__Work order__:
First find the line with "let finished_at = self.now" in the entries below, then set down exactly every line through the line with "self.calls.push(HostCall::SetOutputPath(path.to_string()));", that line included.

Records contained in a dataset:
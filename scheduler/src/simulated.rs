use std::collections::HashSet;
use std::path::{Path, PathBuf};
use std::time::Duration;

use miette::{miette, Result};
use shared::errors::HostError;
use shared::formats::ImageFormat;
use shared::paths::resolve_blend_relative_path;
use tracing::trace;

use crate::events::{DeferredAction, HostEventQueue, RenderOutcome, SchedulerEvent};
use crate::host::{HostRenderGateway, RenderMode};
use crate::scheduler::{JobScheduler, SchedulerStatus};

#[derive(Clone, Eq, PartialEq, Debug)]
pub struct SubmittedRender {
    pub camera: Option<String>,
    pub frame: i64,
    pub output_path: String,
    pub mode: RenderMode,
    /// Whether a post-render callback was armed when the render was submitted.
    pub post_render_armed: bool,
}

/// Every gateway call the simulated host received, in order.
#[derive(Clone, Eq, PartialEq, Debug)]
pub enum HostCall {
    SubmitRender(SubmittedRender),
    RegisterPostRenderCallback,
    RegisterCancelCallback,
    UnregisterCancelCallback,
    RegisterTickSource(Duration),
    UnregisterTickSource,
    ScheduleDeferred {
        action: DeferredAction,
        delay: Duration,
    },
    SetOutputPath(String),
    SetCamera(Option<String>),
    SetFrame(i64),
}


/// A host with a virtual clock and no renderer.
///
/// Renders "complete" after `render_duration` of virtual time and mark their output file
/// (output path + format extension) as existing. Failures and user cancellation can be injected
/// for a chosen render submission (0-based).
pub struct SimulatedHost {
    now: Duration,

    events: HostEventQueue,

    camera: Option<String>,

    frame: i64,

    output_path: String,

    image_format: ImageFormat,

    overwrite_enabled: bool,

    known_cameras: Option<HashSet<String>>,

    existing_files: HashSet<PathBuf>,

    existing_directories: HashSet<PathBuf>,

    /// Also consult the real filesystem (with `//` paths resolved against this directory).
    filesystem_root: Option<PathBuf>,

    render_duration: Duration,

    reject_submission: Option<usize>,

    fail_render: Option<usize>,

    cancel_render: Option<usize>,

    submissions: usize,

    calls: Vec<HostCall>,
}

impl SimulatedHost {
    pub fn new<S: Into<String>>(output_path: S) -> Self {
        Self {
            now: Duration::ZERO,
            events: HostEventQueue::new(),
            camera: None,
            frame: 1,
            output_path: output_path.into(),
            image_format: ImageFormat::Png,
            overwrite_enabled: true,
            known_cameras: None,
            existing_files: HashSet::new(),
            existing_directories: HashSet::new(),
            filesystem_root: None,
            render_duration: Duration::from_secs(2),
            reject_submission: None,
            fail_render: None,
            cancel_render: None,
            submissions: 0,
            calls: Vec::new(),
        }
    }

    pub fn with_image_format(mut self, image_format: ImageFormat) -> Self {
        self.image_format = image_format;
        self
    }

    pub fn with_overwrite_enabled(mut self, overwrite_enabled: bool) -> Self {
        self.overwrite_enabled = overwrite_enabled;
        self
    }

    pub fn with_scene_camera<S: Into<String>>(mut self, camera: S) -> Self {
        self.camera = Some(camera.into());
        self
    }

    pub fn with_scene_frame(mut self, frame: i64) -> Self {
        self.frame = frame;
        self
    }

    /// Restricts `set_camera` to these camera names.
    pub fn with_known_cameras<I, S>(mut self, cameras: I) -> Self
    where
        I: IntoIterator<Item = S>,
        S: Into<String>,
    {
        self.known_cameras = Some(cameras.into_iter().map(Into::into).collect());
        self
    }

    pub fn with_existing_file<P: Into<PathBuf>>(mut self, path: P) -> Self {
        self.existing_files.insert(path.into());
        self
    }

    pub fn with_existing_directory<P: Into<PathBuf>>(mut self, path: P) -> Self {
        self.existing_directories.insert(path.into());
        self
    }

    pub fn with_filesystem_root<P: Into<PathBuf>>(mut self, project_directory: P) -> Self {
        self.filesystem_root = Some(project_directory.into());
        self
    }

    pub fn with_render_duration(mut self, render_duration: Duration) -> Self {
        self.render_duration = render_duration;
        self
    }

    pub fn rejecting_submission(mut self, submission: usize) -> Self {
        self.reject_submission = Some(submission);
        self
    }

    pub fn failing_render(mut self, submission: usize) -> Self {
        self.fail_render = Some(submission);
        self
    }

    pub fn cancelling_render(mut self, submission: usize) -> Self {
        self.cancel_render = Some(submission);
        self
    }

    pub fn now(&self) -> Duration {
        self.now
    }

    pub fn calls(&self) -> &[HostCall] {
        &self.calls
    }

    pub fn submitted_renders(&self) -> Vec<&SubmittedRender> {
        self.calls
            .iter()
            .filter_map(|call| match call {
                HostCall::SubmitRender(render) => Some(render),
                _ => None,
            })
            .collect()
    }

    pub fn events(&self) -> &HostEventQueue {
        &self.events
    }

    /// Advances the virtual clock to the next due event and returns it.
    /// `None` once nothing is left to deliver.
    pub fn next_event(&mut self) -> Option<SchedulerEvent> {
        loop {
            if let Some(event) = self.events.pop_due(self.now) {
                return Some(event);
            }

            let deadline = self.events.next_deadline()?;
            self.now = self.now.max(deadline);
        }
    }

    /// Executes the scheduler and feeds it events until it stops.
    pub fn run(&mut self, scheduler: &mut JobScheduler) -> Result<SchedulerStatus> {
        let mut status = scheduler.execute(self);

        while status == SchedulerStatus::Running {
            let event = self
                .next_event()
                .ok_or_else(|| miette!("No more host events, but the scheduler is still running."))?;

            let is_tick = event == SchedulerEvent::Tick;
            let calls_before = self.calls.len();

            trace!(now = ?self.now, event = ?event, "Delivering simulated host event.");
            status = scheduler.handle_event(self, event);

            // Only events move a running job forward. A tick that changed nothing while no
            // event is queued would be followed by the same tick forever.
            if is_tick
                && status == SchedulerStatus::Running
                && self.calls.len() == calls_before
                && !self.events.has_pending_events()
            {
                return Err(miette!(
                    "Scheduler stalled at {:?}: a job is running, but no host event is pending.",
                    self.now
                ));
            }
        }

        Ok(status)
    }

    fn probe_filesystem(&self, path: &Path) -> Option<PathBuf> {
        let root = self.filesystem_root.as_ref()?;
        Some(resolve_blend_relative_path(&path.to_string_lossy(), root))
    }
}

impl HostRenderGateway for SimulatedHost {
    fn submit_render(&mut self, mode: RenderMode) -> Result<(), HostError> {
        let submission = self.submissions;
        self.submissions += 1;

        let render = SubmittedRender {
            camera: self.camera.clone(),
            frame: self.frame,
            output_path: self.output_path.clone(),
            mode,
            post_render_armed: self.events.is_post_render_armed(),
        };
        self.calls.push(HostCall::SubmitRender(render));

        let camera = self.camera.clone().unwrap_or_default();

        if self.reject_submission == Some(submission) {
            return Err(HostError::SubmitFailed {
                camera,
                frame: self.frame,
                reason: "submission rejected by simulated host".to_string(),
            });
        }

        let finished_at = self.now + self.render_duration;

        let outcome = if self.cancel_render == Some(submission) {
            RenderOutcome::Cancelled
        } else if self.fail_render == Some(submission) {
            RenderOutcome::Failed(HostError::RenderFailed {
                camera,
                frame: self.frame,
                reason: "render failed in simulated host".to_string(),
            })
        } else {
            self.existing_files.insert(PathBuf::from(
                self.image_format.apply_extension(&self.output_path),
            ));
            RenderOutcome::Completed
        };

        self.events.render_finished(finished_at, outcome);
        Ok(())
    }

    fn register_post_render_callback(&mut self) {
        self.calls.push(HostCall::RegisterPostRenderCallback);
        self.events.arm_post_render();
    }

    fn register_cancel_callback(&mut self) {
        self.calls.push(HostCall::RegisterCancelCallback);
        self.events.arm_cancel();
    }

    fn unregister_cancel_callback(&mut self) {
        self.calls.push(HostCall::UnregisterCancelCallback);
        self.events.disarm_cancel();
    }

    fn register_tick_source(&mut self, interval: Duration) {
        self.calls.push(HostCall::RegisterTickSource(interval));
        self.events.register_tick_source(self.now, interval);
    }

    fn unregister_tick_source(&mut self) {
        self.calls.push(HostCall::UnregisterTickSource);
        self.events.unregister_tick_source();
    }

    fn schedule_deferred(&mut self, action: DeferredAction, delay: Duration) {
        self.calls.push(HostCall::ScheduleDeferred { action, delay });
        self.events.schedule_deferred(self.now, action, delay);
    }

    fn output_path(&self) -> String {
        self.output_path.clone()
    }

    fn set_output_path(&mut self, path: &str) {
        self.calls.push(HostCall::SetOutputPath(path.to_string()));
        self.output_path = path.to_string();
    }

    fn camera(&self) -> Option<String> {
        self.camera.clone()
    }

    fn set_camera(&mut self, camera: Option<&str>) -> Result<(), HostError> {
        if let (Some(camera), Some(known_cameras)) = (camera, &self.known_cameras) {
            if !known_cameras.contains(camera) {
                return Err(HostError::UnknownCamera {
                    camera: camera.to_string(),
                });
            }
        }

        self.calls.push(HostCall::SetCamera(camera.map(str::to_string)));
        self.camera = camera.map(str::to_string);
        Ok(())
    }

    fn current_frame(&self) -> i64 {
        self.frame
    }

    fn set_frame(&mut self, frame: i64) {
        self.calls.push(HostCall::SetFrame(frame));
        self.frame = frame;
    }

    fn image_format(&self) -> ImageFormat {
        self.image_format.clone()
    }

    fn file_exists(&self, path: &Path) -> bool {
        self.existing_files.contains(path)
            || self
                .probe_filesystem(path)
                .is_some_and(|resolved| resolved.is_file())
    }

    fn directory_exists(&self, path: &Path) -> bool {
        self.existing_directories.contains(path)
            || self
                .probe_filesystem(path)
                .is_some_and(|resolved| resolved.is_dir())
    }

    fn overwrite_enabled(&self) -> bool {
        self.overwrite_enabled
    }
}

__Answer box__:
        let finished_at = self.now + self.render_duration;

        let outcome = if self.cancel_render == Some(submission) {
            RenderOutcome::Cancelled
        } else if self.fail_render == Some(submission) {
            RenderOutcome::Failed(HostError::RenderFailed {
                camera,
                frame: self.frame,
                reason: "render failed in simulated host".to_string(),
            })
        } else {
            self.existing_files.insert(PathBuf::from(
                self.image_format.apply_extension(&self.output_path),
            ));
            RenderOutcome::Completed
        };

        self.events.render_finished(finished_at, outcome);
        Ok(())
    }

    fn register_post_render_callback(&mut self) {
        self.calls.push(HostCall::RegisterPostRenderCallback);
        self.events.arm_post_render();
    }

    fn register_cancel_callback(&mut self) {
        self.calls.push(HostCall::RegisterCancelCallback);
        self.events.arm_cancel();
    }

    fn unregister_cancel_callback(&mut self) {
        self.calls.push(HostCall::UnregisterCancelCallback);
        self.events.disarm_cancel();
    }

    fn register_tick_source(&mut self, interval: Duration) {
        self.calls.push(HostCall::RegisterTickSource(interval));
        self.events.register_tick_source(self.now, interval);
    }

    fn unregister_tick_source(&mut self) {
        self.calls.push(HostCall::UnregisterTickSource);
        self.events.unregister_tick_source();
    }

    fn schedule_deferred(&mut self, action: DeferredAction, delay: Duration) {
        self.calls.push(HostCall::ScheduleDeferred { action, delay });
        self.events.schedule_deferred(self.now, action, delay);
    }

    fn output_path(&self) -> String {
        self.output_path.clone()
    }

    fn set_output_path(&mut self, path: &str) {
        self.calls.push(HostCall::SetOutputPath(path.to_string()));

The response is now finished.